X
Home & Office

Severed fiber cable that stalled Net traffic is repaired

The fiber-optic cable cut in Ohio that disrupted Internet traffic across the United States for nearly 12 hours Wednesday has been repaired.Normal network traffic was restored just before midnight Wednesday on four OC-192 lines that were accidentally severed by a gas company employee digging with a backhoe about 30 miles east of Cleveland, according to Vaughan Harring, a spokesman for GTE Internetworking in Burlington, Mass.
Written by Chris Gonsalves, Contributor

The fiber-optic cable cut in Ohio that disrupted Internet traffic across the United States for nearly 12 hours Wednesday has been repaired.

Normal network traffic was restored just before midnight Wednesday on four OC-192 lines that were accidentally severed by a gas company employee digging with a backhoe about 30 miles east of Cleveland, according to Vaughan Harring, a spokesman for GTE Internetworking in Burlington, Mass.

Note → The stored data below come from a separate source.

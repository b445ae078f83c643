//! The NLG boundary: what a generator sees, and a template realizer.
//!
//! A [`GenerationContext`] carries the selected move plus the slice of the
//! information state a plan-aware generator needs. It serializes to JSON so
//! an LLM-backed generator can put it straight into a prompt.

use serde::Serialize;

use crate::domain::Domain;
use crate::error::SessionError;
use crate::moves::{DialogueMove, MoveContent, MoveType};
use crate::plan::Progress;
use crate::question::{Question, Value};
use crate::rules::integration::{CLARIFICATION_ANSWER, CLARIFICATION_ATTEMPTS, REVISION_PREFIX};
use crate::state::InformationState;

// ── Collaborator trait ───────────────────────────────────────────────────

/// Realizes a selected move as text.
///
/// Implementations backed by remote services own their retries and
/// timeouts; an `Err` here ends the turn.
pub trait Generator {
    fn generate(&mut self, ctx: &GenerationContext) -> Result<String, SessionError>;
}

// ── Context ──────────────────────────────────────────────────────────────

/// The question a move is about, as a generator needs to phrase it.
#[derive(Debug, Clone, PartialEq, Serialize)]
pub struct QuestionInfo {
    pub question: Question,
    pub predicate: String,
    pub description: String,
    /// Closed set of acceptable answers; empty for free input.
    pub allowed_values: Vec<String>,
}

/// The answer that was just rejected for the question in focus.
#[derive(Debug, Clone, PartialEq, Serialize)]
pub struct ClarificationNote {
    pub rejected: Value,
    pub attempts: i64,
}

/// A value the user offered in place of a committed one.
#[derive(Debug, Clone, PartialEq, Serialize)]
pub struct RevisionNote {
    pub predicate: String,
    pub description: String,
    pub value: Value,
}

/// Everything handed to a [`Generator`] for one move.
#[derive(Debug, Clone, PartialEq, Serialize)]
pub struct GenerationContext {
    #[serde(rename = "move")]
    pub dialogue_move: DialogueMove,
    pub plan_type: Option<String>,
    pub progress: Option<Progress>,
    pub question: Option<QuestionInfo>,
    pub clarification: Option<ClarificationNote>,
    pub revisions: Vec<RevisionNote>,
}

impl GenerationContext {
    pub fn build(domain: &Domain, state: &InformationState, mv: &DialogueMove) -> Self {
        let plan = state.active_plan();
        let question = match &mv.content {
            MoveContent::Question(q) => Some(q),
            MoveContent::Answer(a) => a.question_ref.as_ref(),
            _ => None,
        }
        .map(|q| question_info(domain, q));

        let beliefs = &state.private().beliefs;
        let clarification = match (mv.move_type, beliefs.get(CLARIFICATION_ANSWER)) {
            (MoveType::Ask, Some(rejected)) => Some(ClarificationNote {
                rejected: rejected.clone(),
                attempts: match beliefs.get(CLARIFICATION_ATTEMPTS) {
                    Some(Value::Number(n)) => *n,
                    _ => 1,
                },
            }),
            _ => None,
        };

        let revisions = beliefs
            .iter()
            .filter_map(|(key, value)| {
                let predicate = key.strip_prefix(REVISION_PREFIX)?;
                Some(RevisionNote {
                    predicate: predicate.to_string(),
                    description: domain.describe(&Question::wh(predicate)),
                    value: value.clone(),
                })
            })
            .collect();

        Self {
            dialogue_move: mv.clone(),
            plan_type: plan.map(|p| p.plan_type.clone()),
            progress: plan.map(|p| p.progress()),
            question,
            clarification,
            revisions,
        }
    }

    pub fn to_json(&self) -> Result<String, SessionError> {
        serde_json::to_string_pretty(self).map_err(|e| SessionError::Generator {
            message: format!("failed to serialize generation context: {e}"),
        })
    }
}

fn question_info(domain: &Domain, question: &Question) -> QuestionInfo {
    let base = question.base();
    let predicate = base.predicate_key();
    let allowed_values = match base {
        Question::Wh { predicate, .. } => domain
            .sort_of(predicate)
            .map(<[String]>::to_vec)
            .unwrap_or_default(),
        Question::YesNo { .. } => vec!["yes".into(), "no".into()],
        Question::Alternatives { alternatives } => alternatives.clone(),
        Question::Clarification { .. } => Vec::new(),
    };
    QuestionInfo {
        question: question.clone(),
        description: domain.describe(base),
        predicate,
        allowed_values,
    }
}

// ── Template generator ───────────────────────────────────────────────────

/// Fixed English templates. Useful for tests and as a fallback when no
/// model-backed generator is configured.
#[derive(Debug, Clone, Copy, Default)]
pub struct TemplateGenerator;

impl Generator for TemplateGenerator {
    fn generate(&mut self, ctx: &GenerationContext) -> Result<String, SessionError> {
        Ok(realize(ctx))
    }
}

/// Realize a move with the built-in templates.
pub fn realize(ctx: &GenerationContext) -> String {
    let mv = &ctx.dialogue_move;
    match (&mv.move_type, &mv.content) {
        (MoveType::Greet, _) => "Hello! What would you like to do?".into(),
        (MoveType::Quit, _) => "Goodbye.".into(),
        (MoveType::Ask, MoveContent::Question(_)) => realize_ask(ctx),
        (_, MoveContent::Answer(a)) => match &ctx.question {
            Some(info) => format!("{} is {}.", capitalize(&info.description), a.content),
            None => a.content.to_string(),
        },
        (_, MoveContent::Completion { plan_type, commitments }) => {
            let facts: Vec<_> = commitments
                .iter()
                .map(|p| format!("{}: {}", p.predicate.replace('_', " "), p.value))
                .collect();
            format!(
                "All set for {}. {}.",
                plan_type.replace('_', " "),
                facts.join("; ")
            )
        }
        (MoveType::Assert, MoveContent::Question(_)) => match &ctx.question {
            Some(info) => format!("I don't know {} yet.", info.description),
            None => "I don't know that yet.".into(),
        },
        (_, MoveContent::Text(t)) => t.clone(),
        _ => mv.to_string(),
    }
}

fn realize_ask(ctx: &GenerationContext) -> String {
    let Some(info) = &ctx.question else {
        return ctx.dialogue_move.to_string();
    };
    let mut out = String::new();
    if let Some(p) = ctx.progress {
        out.push_str(&format!("[{}/{}] ", (p.completed + 1).min(p.total), p.total));
    }
    for rev in &ctx.revisions {
        out.push_str(&format!("Noted: {} may now be {}. ", rev.description, rev.value));
    }
    if let Some(note) = &ctx.clarification {
        out.push_str(&format!(
            "Sorry, \"{}\" doesn't work as {}. ",
            note.rejected, info.description
        ));
    }
    match info.question.base() {
        Question::YesNo { .. } => {
            out.push_str(&format!("Should {} hold? (yes/no)", info.description));
        }
        Question::Alternatives { alternatives } => {
            out.push_str(&format!("Which would you like: {}?", alternatives.join(" or ")));
        }
        _ => {
            out.push_str(&format!("Please tell me {}.", info.description));
            if !info.allowed_values.is_empty() {
                out.push_str(&format!(" Options: {}.", info.allowed_values.join(", ")));
            }
        }
    }
    out
}

fn capitalize(s: &str) -> String {
    let mut chars = s.chars();
    match chars.next() {
        Some(first) => first.to_uppercase().chain(chars).collect(),
        None => String::new(),
    }
}

#[cfg(test)]
mod tests {
    use super::*;
    use crate::moves::Speaker;
    use crate::plan::{Plan, Subplan};
    use crate::question::{Answer, Proposition};

    fn nda() -> Domain {
        Domain::bundled("nda").unwrap()
    }

    fn state_with_plan() -> InformationState {
        let mut state = InformationState::new();
        state.private_mut().plan.push(Plan::new(
            "draft_nda",
            vec![
                Subplan::findout(Question::wh("parties")),
                Subplan::findout(Question::wh("governing_law")),
            ],
        ));
        state
    }

    #[test]
    fn ask_with_progress_and_options() {
        let domain = nda();
        let mut state = state_with_plan();
        state.complete_subplan(&Question::wh("parties"));
        let mv = DialogueMove::ask(Question::wh("governing_law"), Speaker::System);
        let ctx = GenerationContext::build(&domain, &state, &mv);

        assert_eq!(ctx.plan_type.as_deref(), Some("draft_nda"));
        assert_eq!(ctx.progress, Some(Progress { completed: 1, total: 2 }));
        let info = ctx.question.as_ref().unwrap();
        assert_eq!(info.allowed_values.len(), 8);

        let text = realize(&ctx);
        assert!(text.starts_with("[2/2] Please tell me the state whose law governs"));
        assert!(text.contains("Options: California"));
    }

    #[test]
    fn clarification_mentions_rejected_answer() {
        let domain = nda();
        let mut state = state_with_plan();
        state.set_belief(CLARIFICATION_ANSWER, "blue");
        state.set_belief(CLARIFICATION_ATTEMPTS, Value::Number(1));
        let mv = DialogueMove::ask(Question::wh("parties").clarify(), Speaker::System);
        let ctx = GenerationContext::build(&domain, &state, &mv);
        assert_eq!(
            ctx.clarification,
            Some(ClarificationNote {
                rejected: Value::from("blue"),
                attempts: 1
            })
        );
        let text = realize(&ctx);
        assert!(text.contains("\"blue\" doesn't work as the parties to the agreement"));
    }

    #[test]
    fn revision_notes_are_collected() {
        let domain = nda();
        let mut state = state_with_plan();
        state.set_belief("revision.effective_date", "February 1, 2025");
        let mv = DialogueMove::ask(Question::wh("effective_date"), Speaker::System);
        let ctx = GenerationContext::build(&domain, &state, &mv);
        assert_eq!(ctx.revisions.len(), 1);
        assert_eq!(ctx.revisions[0].description, "the effective date");
        assert!(realize(&ctx).contains("Noted: the effective date may now be February 1, 2025."));
    }

    #[test]
    fn answers_completion_and_unknown() {
        let domain = nda();
        let state = InformationState::new();

        let answer = DialogueMove::answer(Answer::to(Question::wh("duration"), "3 years"), Speaker::System);
        let text = realize(&GenerationContext::build(&domain, &state, &answer));
        assert_eq!(text, "How long the confidentiality obligations last is 3 years.");

        let unknown = DialogueMove::new(
            MoveType::Assert,
            MoveContent::Question(Question::wh("duration")),
            Speaker::System,
        );
        let text = realize(&GenerationContext::build(&domain, &state, &unknown));
        assert_eq!(text, "I don't know how long the confidentiality obligations last yet.");

        let done = DialogueMove::new(
            MoveType::Assert,
            MoveContent::Completion {
                plan_type: "draft_nda".into(),
                commitments: vec![Proposition::new("nda_type", "mutual")],
            },
            Speaker::System,
        );
        let text = realize(&GenerationContext::build(&domain, &state, &done));
        assert_eq!(text, "All set for draft nda. nda type: mutual.");
    }

    #[test]
    fn context_serializes_to_json() {
        let domain = nda();
        let mv = DialogueMove::ask(Question::wh("nda_type"), Speaker::System);
        let ctx = GenerationContext::build(&domain, &state_with_plan(), &mv);
        let json: serde_json::Value = serde_json::from_str(&ctx.to_json().unwrap()).unwrap();
        assert_eq!(json["plan_type"], "draft_nda");
        assert_eq!(json["move"]["move_type"], "ask");
        assert_eq!(json["question"]["allowed_values"][0], "mutual");
    }
}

Technicians from GTE and Qwest, which share ownership and maintenance responsibilities for most of the damaged fiber-optic bundles, made the repair, Harring said.

Could have been worse

The cable cut forced large-scale rerouting of IP traffic resulting in nationwide network congestion and markedly reduced data transmission speeds for a number of ISPs and their customers.

"We were able to reroute around the problem very quickly ... within minutes," Harring said. "After that, it was a matter of degraded performance for some time until the repair was finished."

As bad as it was, Harring said it might have been worse without the redundancies most ISPs have built into their networks.

"This was a significant cut," he said. "If something of this size happened a year ago, it would be more than degraded service.... We'd be talking about a hard outage."